[Aim of the task]
For the word "names", report how many lines of the records below contain it, and nothing more.

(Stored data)
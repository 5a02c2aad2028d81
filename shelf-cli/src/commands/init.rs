//! `shelf init` — scaffold package.shelf.json and README.md.

use std::env;
use std::fs;

use anyhow::{Context, Result};

use shelf_core::manifest;
use shelf_core::types::ProjectName;

pub fn run() -> Result<()> {
    let cwd = env::current_dir().context("could not determine current directory")?;
    let name = ProjectName::from_dir(&cwd)
        .context("cannot derive a project name from the current directory")?;

    let scaffold = shelf_renderer::scaffold(&name)?;

    // Existing files are reported, never overwritten.
    let manifest_file = manifest::manifest_path(&cwd);
    if manifest_file.exists() {
        println!("package.shelf.json already exists");
    } else {
        manifest::save(&cwd, &scaffold.manifest)
            .with_context(|| format!("failed to write {}", manifest_file.display()))?;
        println!("✓ Created package.shelf.json");
    }

    let readme = cwd.join("README.md");
    if readme.exists() {
        println!("README.md already exists");
    } else {
        fs::write(&readme, scaffold.readme)
            .with_context(|| format!("failed to write {}", readme.display()))?;
        println!("✓ Created README.md");
    }

    Ok(())
}
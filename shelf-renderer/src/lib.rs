//! # shelf-renderer
//!
//! Tera-based renderer that turns a `package.shelf.json` manifest into the
//! fixed-shape `README.md` document, plus the `shelf init` scaffold pair.
//! Pure string-out — this crate never writes files.
//!
//! ## Usage
//!
//! ```rust,no_run
//! use shelf_core::types::Manifest;
//! use shelf_renderer::Renderer;
//!
//! fn render(manifest: &Manifest) {
//!     if let Ok(renderer) = Renderer::new() {
//!         if let Ok(doc) = renderer.render(manifest) {
//!             println!("{} bytes of README", doc.len());
//!         }
//!     }
//! }
//! ```

pub mod context;
pub mod engine;
pub mod error;
pub mod scaffold;

pub use context::{FunctionCtx, TemplateContext};
pub use engine::Renderer;
pub use error::RenderError;
pub use scaffold::{scaffold, Scaffold};
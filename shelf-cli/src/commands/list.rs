//! `shelf -l` — list saved projects.

use anyhow::{Context, Result};
use colored::Colorize;

use shelf_core::store;

pub fn run() -> Result<()> {
    let names = store::list_project_names().context("failed to read the archive store")?;
    if names.is_empty() {
        println!("No saved projects found.");
        return Ok(());
    }

    println!("{}", "Saved projects:".bold());
    for name in names {
        println!("  - {name}");
    }
    Ok(())
}
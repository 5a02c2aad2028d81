//! `shelf -r` — render package.shelf.json to README.md.

use std::env;
use std::fs;

use anyhow::{Context, Result};

use shelf_core::manifest;
use shelf_renderer::Renderer;

pub fn run() -> Result<()> {
    let cwd = env::current_dir().context("could not determine current directory")?;

    let manifest = manifest::load(&cwd)
        .context("cannot render README.md — package.shelf.json missing or invalid")?;
    let doc = Renderer::new()?.render(&manifest)?;

    let readme = cwd.join("README.md");
    fs::write(&readme, doc).with_context(|| format!("failed to write {}", readme.display()))?;

    println!("✓ Rendered package.shelf.json to README.md");
    Ok(())
}
//! Domain types for the shelf archive store and manifest.
//!
//! All path fields use `PathBuf`; never `&str` or `String` for filesystem paths.
//! The manifest types mirror `package.shelf.json` and are pure data — nothing
//! in a manifest is ever executed.

use std::fmt;
use std::path::Path;

use serde::{Deserialize, Serialize};

// ---------------------------------------------------------------------------
// Newtypes
// ---------------------------------------------------------------------------

/// A strongly-typed name for a saved project in the archive store.
///
/// A project is identified by the final path segment of its root directory;
/// the store keeps one subdirectory per name, last save wins.
#[derive(Debug, Clone, PartialEq, Eq, Hash, PartialOrd, Ord, Serialize, Deserialize)]
pub struct ProjectName(pub String);

impl ProjectName {
    /// Derive a project name from the final segment of `dir`.
    ///
    /// Returns `None` for paths with no final segment (`/`, empty paths).
    pub fn from_dir(dir: &Path) -> Option<Self> {
        dir.file_name()
            .map(|s| Self(s.to_string_lossy().into_owned()))
    }
}

impl fmt::Display for ProjectName {
    fn fmt(&self, f: &mut fmt::Formatter<'_>) -> fmt::Result {
        self.0.fmt(f)
    }
}

impl From<String> for ProjectName {
    fn from(s: String) -> Self {
        Self(s)
    }
}

impl From<&str> for ProjectName {
    fn from(s: &str) -> Self {
        Self(s.to_owned())
    }
}

// ---------------------------------------------------------------------------
// Manifest
// ---------------------------------------------------------------------------

/// A documented function entry in the manifest.
///
/// Everything except `name` is optional; absent fields render as empty
/// cells in the generated README table.
#[derive(Debug, Clone, PartialEq, Eq, Serialize, Deserialize)]
pub struct ManifestFunction {
    pub name: String,
    #[serde(default)]
    pub parameters: Vec<String>,
    #[serde(default, skip_serializing_if = "Option::is_none")]
    pub import: Option<String>,
    #[serde(default, skip_serializing_if = "Option::is_none")]
    pub description: Option<String>,
}

/// Root of `package.shelf.json`.
#[derive(Debug, Clone, PartialEq, Eq, Serialize, Deserialize, Default)]
pub struct Manifest {
    #[serde(default, skip_serializing_if = "Option::is_none")]
    pub name: Option<String>,
    #[serde(default, skip_serializing_if = "Option::is_none")]
    pub description: Option<String>,
    #[serde(default)]
    pub functions: Vec<ManifestFunction>,
}

impl Manifest {
    /// The canned scaffold manifest written by `shelf init`: one placeholder
    /// function showing every documentable field.
    pub fn example(project_name: &ProjectName) -> Self {
        Manifest {
            name: Some(project_name.0.clone()),
            description: Some(String::new()),
            functions: vec![ManifestFunction {
                name: "example_function".to_string(),
                parameters: vec!["param1".to_string(), "param2".to_string()],
                import: Some("use crate::module::example_function;".to_string()),
                description: Some("Description of what this function does".to_string()),
            }],
        }
    }
}

// ---------------------------------------------------------------------------
// Tests
// ---------------------------------------------------------------------------
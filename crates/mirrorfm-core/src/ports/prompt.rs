//! Interactive prompt ports (driving UI callbacks)
//!
//! The core never talks to a user directly. Whenever an operation needs a
//! decision (a new shared secret, permission to overwrite, a file
//! selection) it asks one of these capabilities, which the embedding UI
//! implements.

use std::path::PathBuf;

/// Asks the user for the shared secret after the backend rejected a request
#[async_trait::async_trait]
pub trait IAuthChallenge: Send + Sync {
    /// Returns the new secret, or `None` if the user cancelled
    async fn request_secret(&self) -> Option<String>;
}

/// Asks the user whether existing files may be overwritten
#[async_trait::async_trait]
pub trait IConfirmPrompt: Send + Sync {
    /// `paths` lists every colliding destination of the batch
    async fn confirm_overwrite(&self, paths: &[String]) -> bool;
}

/// A native "open file" dialog
#[async_trait::async_trait]
pub trait IFilePicker: Send + Sync {
    /// Returns the chosen files, or `None` if the dialog was cancelled
    async fn pick_files(&self) -> Option<Vec<PathBuf>>;
}

/// Confirmation prompt with a fixed answer, for non-interactive use
#[derive(Debug, Clone, Copy)]
pub struct FixedConfirm(pub bool);

#[async_trait::async_trait]
impl IConfirmPrompt for FixedConfirm {
    async fn confirm_overwrite(&self, _paths: &[String]) -> bool {
        self.0
    }
}
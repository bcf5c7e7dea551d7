//! File upload over the signed protocol
//!
//! Uploading takes two requests:
//! 1. a pre-flight `POST ?action=upload` announcing `{path, size}`, answered
//!    with an opaque token
//! 2. `PUT ?action=upload&token=<token>` carrying the raw bytes, signed over
//!    those bytes
//!
//! The body is streamed in chunks so progress can be reported as it is
//! consumed by the connection.

use std::sync::Arc;

use bytes::Bytes;
use futures_util::stream;
use mirrorfm_core::domain::FmError;
use mirrorfm_core::ports::ProgressFn;
use reqwest::header::{AUTHORIZATION, CONTENT_TYPE};
use reqwest::Body;
use serde::Serialize;
use tracing::debug;

use crate::transport::SignedTransport;

/// Default body chunk size: 64 KiB
pub const DEFAULT_CHUNK_SIZE: usize = 64 * 1024;

/// Pre-flight announcement of an upload
#[derive(Debug, Serialize)]
struct UploadAnnouncement<'a> {
    path: &'a str,
    size: u64,
}

/// Splits `data` into chunks of at most `chunk_size` bytes (zero-copy)
pub(crate) fn chunks(data: &Bytes, chunk_size: usize) -> Vec<Bytes> {
    let chunk_size = chunk_size.max(1);
    (0..data.len())
        .step_by(chunk_size)
        .map(|start| data.slice(start..(start + chunk_size).min(data.len())))
        .collect()
}

/// A streamed body reporting cumulative progress per chunk
fn progress_body(data: &Bytes, chunk_size: usize, progress: Option<Arc<ProgressFn>>) -> Body {
    let total = data.len() as u64;
    let mut sent = 0u64;
    let parts = chunks(data, chunk_size).into_iter().map(move |chunk| {
        sent += chunk.len() as u64;
        if let Some(progress) = &progress {
            progress(sent, total);
        }
        Ok::<Bytes, std::io::Error>(chunk)
    });
    Body::wrap_stream(stream::iter(parts))
}

/// Uploads `data` to `path`
pub async fn upload(
    transport: &SignedTransport,
    path: &str,
    data: Bytes,
    chunk_size: usize,
    progress: Option<ProgressFn>,
) -> Result<(), FmError> {
    let total = data.len() as u64;
    let token = transport
        .call_text("upload", &UploadAnnouncement { path, size: total })
        .await?;
    let token = token.trim();
    if token.is_empty() {
        return Err(FmError::ServerDecode(format!(
            "upload: empty token for {path}"
        )));
    }
    debug!(path, size = total, "Upload pre-flight accepted");

    let url = transport.action_url("upload", &[("token", token)]);
    let progress = progress.map(Arc::new);

    transport
        .execute("upload", &data, |client, signature| {
            client
                .put(url.clone())
                .header(CONTENT_TYPE, "application/octet-stream")
                .header(AUTHORIZATION, signature)
                .body(progress_body(&data, chunk_size, progress.clone()))
        })
        .await?;

    if total == 0 {
        if let Some(progress) = &progress {
            progress(0, 0);
        }
    }
    debug!(path, size = total, "Upload body transferred");
    Ok(())
}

[Exercise answer]
3